EXERCISE AIM —
Provide the count of lines below where "serde" occurs, with no other output.

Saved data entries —
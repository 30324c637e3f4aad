//! Page arithmetic.
//!
//! Every helper accepts unknown inputs as `None` and answers `None` instead of
//! guessing. A page size of 0 counts as unknown.

use crate::{Page, PageInfo, PageRequest};
use serde::{Deserialize, Serialize};

fn known_size(page_size: Option<u32>) -> Option<u64> {
    page_size.filter(|size| *size > 0).map(u64::from)
}

/// Number of pages needed for `total_elements`: `ceil(total / size)`.
#[must_use]
pub fn total_pages(total_elements: Option<u64>, page_size: Option<u32>) -> Option<u64> {
    let size = known_size(page_size)?;
    Some(total_elements?.div_ceil(size))
}

/// Page index containing `offset`: `floor(offset / size)`.
#[must_use]
pub fn current_page(offset: Option<u64>, page_size: Option<u32>) -> Option<u64> {
    let size = known_size(page_size)?;
    Some(offset? / size)
}

/// Offset of the previous page, if there is one.
#[must_use]
pub fn previous_offset(offset: Option<u64>, page_size: Option<u32>) -> Option<u64> {
    let size = known_size(page_size)?;
    offset?.checked_sub(size)
}

/// Offset of the next page, if it starts before `total_elements`.
#[must_use]
pub fn next_offset(offset: Option<u64>, page_size: Option<u32>, total_elements: Option<u64>) -> Option<u64> {
    let size = known_size(page_size)?;
    let next = offset?.checked_add(size)?;
    (next < total_elements?).then_some(next)
}

/// Number of rows the page-size selector is split into:
/// `ceil(page_size / max(fields_per_row, page_size))`.
///
/// A page size of 0 gives 0 rows.
#[must_use]
pub fn pagination_window_size(page_size: Option<u32>, fields_per_row: Option<u32>) -> Option<u32> {
    let page_size = page_size?;
    let fields_per_row = fields_per_row?;
    if page_size == 0 {
        return Some(0);
    }
    Some(page_size.div_ceil(fields_per_row.max(page_size)))
}

/// Index of the first element on a page; never overflows.
#[must_use]
#[allow(clippy::cast_lossless)]
pub const fn first_result(page_number: u32, page_size: u32) -> u64 {
    page_number as u64 * page_size as u64
}

/// How many pages a result without elements reports.
#[derive(Debug, Clone, Copy, PartialEq, Eq, Default, Serialize, Deserialize)]
#[serde(rename_all = "kebab-case")]
pub enum EmptyResultPages {
    /// One empty page, so "page 1 of 1" can be rendered.
    #[default]
    SinglePage,
    /// No pages at all.
    Zero,
}

impl EmptyResultPages {
    /// Applies the convention to a computed page count.
    #[must_use]
    pub const fn apply(self, total_pages: u64) -> u64 {
        match self {
            Self::SinglePage if total_pages == 0 => 1,
            _ => total_pages,
        }
    }
}

/// Offset-based view of a page whose fields may be unknown.
#[derive(Debug, Clone, Copy, PartialEq, Eq, Default)]
pub struct PageWindow {
    /// Index of the first element of the page.
    pub offset: Option<u64>,
    /// Requested page size.
    pub page_size: Option<u32>,
    /// Total elements of the result.
    pub total_elements: Option<u64>,
}

impl PageWindow {
    /// Creates a window from its parts.
    #[must_use]
    pub const fn new(offset: Option<u64>, page_size: Option<u32>, total_elements: Option<u64>) -> Self {
        Self {
            offset,
            page_size,
            total_elements,
        }
    }

    /// Number of pages, `None` if a part is unknown.
    #[must_use]
    pub fn total_pages(&self) -> Option<u64> {
        total_pages(self.total_elements, self.page_size)
    }

    /// Zero-based number of the page.
    #[must_use]
    pub fn current_page(&self) -> Option<u64> {
        current_page(self.offset, self.page_size)
    }

    /// Offset of the previous page, if any.
    #[must_use]
    pub fn previous_offset(&self) -> Option<u64> {
        previous_offset(self.offset, self.page_size)
    }

    /// Offset of the next page, if any.
    #[must_use]
    pub fn next_offset(&self) -> Option<u64> {
        next_offset(self.offset, self.page_size, self.total_elements)
    }
}

impl From<&PageInfo> for PageWindow {
    fn from(info: &PageInfo) -> Self {
        Self::new(Some(info.offset()), Some(info.size), Some(info.total_elements))
    }
}

impl<T> From<&Page<T>> for PageWindow {
    fn from(page: &Page<T>) -> Self {
        Self::from(&page.info)
    }
}

impl From<&PageRequest> for PageWindow {
    fn from(request: &PageRequest) -> Self {
        Self::new(Some(request.offset()), Some(request.page_size), None)
    }
}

RESULT —
2